---- GIVEN RECORDS

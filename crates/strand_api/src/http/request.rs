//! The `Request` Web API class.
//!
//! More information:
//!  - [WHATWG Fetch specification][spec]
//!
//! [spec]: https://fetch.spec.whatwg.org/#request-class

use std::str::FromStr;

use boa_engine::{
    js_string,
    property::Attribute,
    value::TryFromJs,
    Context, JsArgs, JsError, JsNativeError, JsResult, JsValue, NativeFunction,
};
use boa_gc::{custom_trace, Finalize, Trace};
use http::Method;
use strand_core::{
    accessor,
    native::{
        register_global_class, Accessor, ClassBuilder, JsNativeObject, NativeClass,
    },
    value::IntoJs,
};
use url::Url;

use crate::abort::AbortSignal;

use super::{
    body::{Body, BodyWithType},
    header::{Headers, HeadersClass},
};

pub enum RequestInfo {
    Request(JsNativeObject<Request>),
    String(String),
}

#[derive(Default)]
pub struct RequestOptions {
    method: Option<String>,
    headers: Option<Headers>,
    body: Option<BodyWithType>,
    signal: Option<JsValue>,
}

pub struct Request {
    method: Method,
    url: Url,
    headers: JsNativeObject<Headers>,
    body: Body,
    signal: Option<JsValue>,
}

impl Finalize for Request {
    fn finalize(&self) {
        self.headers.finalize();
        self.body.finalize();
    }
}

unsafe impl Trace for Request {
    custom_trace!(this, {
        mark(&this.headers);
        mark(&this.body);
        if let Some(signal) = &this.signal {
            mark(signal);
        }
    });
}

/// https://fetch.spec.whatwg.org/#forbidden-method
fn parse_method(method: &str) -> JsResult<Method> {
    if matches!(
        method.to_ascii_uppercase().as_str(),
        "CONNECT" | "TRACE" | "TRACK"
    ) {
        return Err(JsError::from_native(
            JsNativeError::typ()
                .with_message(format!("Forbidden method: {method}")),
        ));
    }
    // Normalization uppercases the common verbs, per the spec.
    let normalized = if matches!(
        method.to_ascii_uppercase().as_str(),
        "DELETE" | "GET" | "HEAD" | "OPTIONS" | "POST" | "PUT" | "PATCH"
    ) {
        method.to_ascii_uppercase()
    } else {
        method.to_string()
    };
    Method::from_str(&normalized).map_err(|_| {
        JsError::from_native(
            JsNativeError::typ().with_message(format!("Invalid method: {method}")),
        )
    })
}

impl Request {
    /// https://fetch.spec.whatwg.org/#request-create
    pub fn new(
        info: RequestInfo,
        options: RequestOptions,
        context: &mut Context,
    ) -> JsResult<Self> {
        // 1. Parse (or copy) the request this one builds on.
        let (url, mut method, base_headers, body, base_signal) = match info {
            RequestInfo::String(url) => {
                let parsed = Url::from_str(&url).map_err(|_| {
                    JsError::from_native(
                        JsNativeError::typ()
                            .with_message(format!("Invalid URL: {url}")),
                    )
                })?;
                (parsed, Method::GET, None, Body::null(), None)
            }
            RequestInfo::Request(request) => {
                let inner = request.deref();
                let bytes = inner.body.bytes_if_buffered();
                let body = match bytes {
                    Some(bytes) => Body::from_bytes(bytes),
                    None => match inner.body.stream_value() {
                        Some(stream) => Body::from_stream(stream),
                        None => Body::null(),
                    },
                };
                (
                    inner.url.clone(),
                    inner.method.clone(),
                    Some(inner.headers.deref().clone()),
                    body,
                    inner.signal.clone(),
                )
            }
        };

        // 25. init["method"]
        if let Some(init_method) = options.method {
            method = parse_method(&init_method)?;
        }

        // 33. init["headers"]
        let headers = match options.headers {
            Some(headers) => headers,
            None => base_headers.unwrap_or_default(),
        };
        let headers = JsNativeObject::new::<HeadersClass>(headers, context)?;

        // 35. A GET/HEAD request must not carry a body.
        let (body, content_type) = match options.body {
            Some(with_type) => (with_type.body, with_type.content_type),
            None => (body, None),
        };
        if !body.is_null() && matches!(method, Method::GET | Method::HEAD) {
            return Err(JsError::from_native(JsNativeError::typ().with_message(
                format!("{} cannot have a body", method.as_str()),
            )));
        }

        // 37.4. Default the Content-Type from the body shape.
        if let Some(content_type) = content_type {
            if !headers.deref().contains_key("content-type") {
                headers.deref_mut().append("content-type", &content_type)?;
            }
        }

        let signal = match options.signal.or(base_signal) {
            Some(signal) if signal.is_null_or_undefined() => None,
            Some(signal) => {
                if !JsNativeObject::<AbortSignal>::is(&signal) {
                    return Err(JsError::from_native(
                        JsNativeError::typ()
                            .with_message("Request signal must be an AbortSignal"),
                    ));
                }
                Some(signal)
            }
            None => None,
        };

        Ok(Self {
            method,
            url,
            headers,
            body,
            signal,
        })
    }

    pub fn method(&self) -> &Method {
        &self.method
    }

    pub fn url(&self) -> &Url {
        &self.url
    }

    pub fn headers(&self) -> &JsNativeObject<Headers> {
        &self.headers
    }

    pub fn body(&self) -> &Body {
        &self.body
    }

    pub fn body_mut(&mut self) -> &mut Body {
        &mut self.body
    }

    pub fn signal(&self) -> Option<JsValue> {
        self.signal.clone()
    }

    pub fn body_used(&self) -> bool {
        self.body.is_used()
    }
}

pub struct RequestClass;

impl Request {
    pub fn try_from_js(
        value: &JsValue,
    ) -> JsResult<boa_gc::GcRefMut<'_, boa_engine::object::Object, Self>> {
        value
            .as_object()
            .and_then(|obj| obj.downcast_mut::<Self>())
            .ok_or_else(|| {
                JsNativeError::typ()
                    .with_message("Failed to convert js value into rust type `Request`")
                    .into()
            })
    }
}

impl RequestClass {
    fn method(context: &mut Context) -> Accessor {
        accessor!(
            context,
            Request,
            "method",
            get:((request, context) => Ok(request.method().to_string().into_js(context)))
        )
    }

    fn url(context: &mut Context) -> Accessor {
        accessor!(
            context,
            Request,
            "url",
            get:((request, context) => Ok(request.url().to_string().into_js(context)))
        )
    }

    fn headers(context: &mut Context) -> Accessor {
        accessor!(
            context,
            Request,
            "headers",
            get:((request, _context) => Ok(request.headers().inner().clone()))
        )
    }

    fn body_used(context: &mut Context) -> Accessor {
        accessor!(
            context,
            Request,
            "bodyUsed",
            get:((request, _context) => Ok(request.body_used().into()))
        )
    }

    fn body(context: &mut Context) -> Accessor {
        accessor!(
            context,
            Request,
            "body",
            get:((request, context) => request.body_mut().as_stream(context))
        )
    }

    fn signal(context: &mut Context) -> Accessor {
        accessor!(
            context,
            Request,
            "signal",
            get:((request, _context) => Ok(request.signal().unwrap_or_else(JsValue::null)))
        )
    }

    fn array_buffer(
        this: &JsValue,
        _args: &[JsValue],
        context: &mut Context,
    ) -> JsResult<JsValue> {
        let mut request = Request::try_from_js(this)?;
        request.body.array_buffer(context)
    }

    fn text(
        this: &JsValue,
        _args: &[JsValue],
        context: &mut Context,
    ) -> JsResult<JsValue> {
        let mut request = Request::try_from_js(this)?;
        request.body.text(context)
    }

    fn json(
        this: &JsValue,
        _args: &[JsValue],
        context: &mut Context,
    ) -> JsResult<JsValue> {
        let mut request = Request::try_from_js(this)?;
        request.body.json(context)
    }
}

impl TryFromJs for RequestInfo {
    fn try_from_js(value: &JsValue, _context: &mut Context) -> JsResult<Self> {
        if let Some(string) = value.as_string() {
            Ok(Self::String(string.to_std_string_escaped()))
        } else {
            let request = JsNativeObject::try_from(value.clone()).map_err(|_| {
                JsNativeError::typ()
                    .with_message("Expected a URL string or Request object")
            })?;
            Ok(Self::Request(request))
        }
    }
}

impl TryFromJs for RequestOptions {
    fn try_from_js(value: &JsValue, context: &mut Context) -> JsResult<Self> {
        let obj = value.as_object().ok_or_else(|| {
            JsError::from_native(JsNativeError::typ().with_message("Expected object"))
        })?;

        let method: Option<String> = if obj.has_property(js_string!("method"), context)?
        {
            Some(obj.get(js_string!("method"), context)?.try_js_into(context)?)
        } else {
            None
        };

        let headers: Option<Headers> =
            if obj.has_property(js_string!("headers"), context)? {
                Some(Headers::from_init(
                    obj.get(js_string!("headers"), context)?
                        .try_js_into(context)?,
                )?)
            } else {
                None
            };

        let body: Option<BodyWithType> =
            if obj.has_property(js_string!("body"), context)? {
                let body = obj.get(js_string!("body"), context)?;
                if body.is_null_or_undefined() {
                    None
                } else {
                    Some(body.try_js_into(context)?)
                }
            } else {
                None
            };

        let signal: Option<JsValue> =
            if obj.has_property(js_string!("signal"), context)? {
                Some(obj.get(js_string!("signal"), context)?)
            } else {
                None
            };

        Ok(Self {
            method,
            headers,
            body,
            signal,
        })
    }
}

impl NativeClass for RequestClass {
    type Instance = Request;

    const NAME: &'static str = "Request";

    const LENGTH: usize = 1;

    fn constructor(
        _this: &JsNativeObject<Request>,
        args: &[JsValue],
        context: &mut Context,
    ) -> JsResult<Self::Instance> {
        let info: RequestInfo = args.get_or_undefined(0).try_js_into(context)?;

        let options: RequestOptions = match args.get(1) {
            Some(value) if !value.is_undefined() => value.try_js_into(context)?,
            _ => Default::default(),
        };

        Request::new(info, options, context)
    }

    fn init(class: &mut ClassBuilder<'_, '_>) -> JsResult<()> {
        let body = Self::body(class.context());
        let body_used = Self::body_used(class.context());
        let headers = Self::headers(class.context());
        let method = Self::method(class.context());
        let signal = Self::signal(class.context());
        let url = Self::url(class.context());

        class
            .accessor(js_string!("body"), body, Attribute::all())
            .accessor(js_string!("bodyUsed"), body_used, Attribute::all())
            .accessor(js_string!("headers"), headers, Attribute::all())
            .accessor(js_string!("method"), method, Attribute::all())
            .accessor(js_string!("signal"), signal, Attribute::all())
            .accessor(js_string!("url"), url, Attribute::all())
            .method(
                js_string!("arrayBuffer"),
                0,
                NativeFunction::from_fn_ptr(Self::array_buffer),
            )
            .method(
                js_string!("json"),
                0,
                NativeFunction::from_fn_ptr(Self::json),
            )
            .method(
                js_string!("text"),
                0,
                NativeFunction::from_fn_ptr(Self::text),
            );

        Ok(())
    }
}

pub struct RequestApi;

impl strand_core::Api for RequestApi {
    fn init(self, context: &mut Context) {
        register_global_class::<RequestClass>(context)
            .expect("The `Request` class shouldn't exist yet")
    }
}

--------
---- GIVEN RECORDS

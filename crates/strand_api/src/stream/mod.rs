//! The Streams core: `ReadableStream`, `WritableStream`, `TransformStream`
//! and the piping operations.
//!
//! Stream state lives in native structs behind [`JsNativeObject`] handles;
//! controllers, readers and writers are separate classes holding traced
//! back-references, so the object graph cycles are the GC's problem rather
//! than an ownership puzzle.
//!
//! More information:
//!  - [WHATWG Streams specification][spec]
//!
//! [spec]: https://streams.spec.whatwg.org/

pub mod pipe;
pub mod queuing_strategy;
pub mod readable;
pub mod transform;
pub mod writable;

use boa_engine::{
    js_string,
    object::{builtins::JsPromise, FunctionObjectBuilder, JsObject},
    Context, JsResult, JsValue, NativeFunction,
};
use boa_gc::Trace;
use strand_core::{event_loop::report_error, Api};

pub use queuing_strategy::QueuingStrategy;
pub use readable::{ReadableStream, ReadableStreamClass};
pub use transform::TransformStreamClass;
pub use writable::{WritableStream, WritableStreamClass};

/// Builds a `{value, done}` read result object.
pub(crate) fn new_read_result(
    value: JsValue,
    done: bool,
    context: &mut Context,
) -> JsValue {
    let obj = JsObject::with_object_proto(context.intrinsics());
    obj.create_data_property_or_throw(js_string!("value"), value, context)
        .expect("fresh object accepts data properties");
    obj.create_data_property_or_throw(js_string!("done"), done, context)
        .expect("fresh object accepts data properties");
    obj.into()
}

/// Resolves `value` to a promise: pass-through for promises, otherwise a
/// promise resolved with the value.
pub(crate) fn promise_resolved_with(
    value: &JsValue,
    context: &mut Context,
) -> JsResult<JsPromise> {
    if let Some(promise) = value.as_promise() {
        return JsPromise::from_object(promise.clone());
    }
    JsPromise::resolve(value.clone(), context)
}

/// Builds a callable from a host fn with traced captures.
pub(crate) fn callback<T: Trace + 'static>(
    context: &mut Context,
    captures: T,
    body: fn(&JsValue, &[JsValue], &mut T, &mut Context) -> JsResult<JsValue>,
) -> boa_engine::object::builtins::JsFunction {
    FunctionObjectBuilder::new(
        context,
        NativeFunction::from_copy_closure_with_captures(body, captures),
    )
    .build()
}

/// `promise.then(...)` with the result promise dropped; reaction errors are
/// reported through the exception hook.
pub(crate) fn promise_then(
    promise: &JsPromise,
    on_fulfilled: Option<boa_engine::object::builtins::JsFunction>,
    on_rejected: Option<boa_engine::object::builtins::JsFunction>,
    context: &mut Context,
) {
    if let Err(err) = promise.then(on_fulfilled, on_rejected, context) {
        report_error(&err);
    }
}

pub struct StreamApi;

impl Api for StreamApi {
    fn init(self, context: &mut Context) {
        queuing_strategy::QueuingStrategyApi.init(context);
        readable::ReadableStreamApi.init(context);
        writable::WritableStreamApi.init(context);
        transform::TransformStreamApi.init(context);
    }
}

--------

## DESCRIPTION OF THE TASK
For this task, write out exactly the lines of the entries above, starting at the line with "fn body(context: &mut" and ending at the line with "impl TryFromJs for RequestInfo", both included, and no others.

## TASK OUTPUT
    fn body(context: &mut Context) -> Accessor {
        accessor!(
            context,
            Request,
            "body",
            get:((request, context) => request.body_mut().as_stream(context))
        )
    }

    fn signal(context: &mut Context) -> Accessor {
        accessor!(
            context,
            Request,
            "signal",
            get:((request, _context) => Ok(request.signal().unwrap_or_else(JsValue::null)))
        )
    }

    fn array_buffer(
        this: &JsValue,
        _args: &[JsValue],
        context: &mut Context,
    ) -> JsResult<JsValue> {
        let mut request = Request::try_from_js(this)?;
        request.body.array_buffer(context)
    }

    fn text(
        this: &JsValue,
        _args: &[JsValue],
        context: &mut Context,
    ) -> JsResult<JsValue> {
        let mut request = Request::try_from_js(this)?;
        request.body.text(context)
    }

    fn json(
        this: &JsValue,
        _args: &[JsValue],
        context: &mut Context,
    ) -> JsResult<JsValue> {
        let mut request = Request::try_from_js(this)?;
        request.body.json(context)
    }
}

impl TryFromJs for RequestInfo {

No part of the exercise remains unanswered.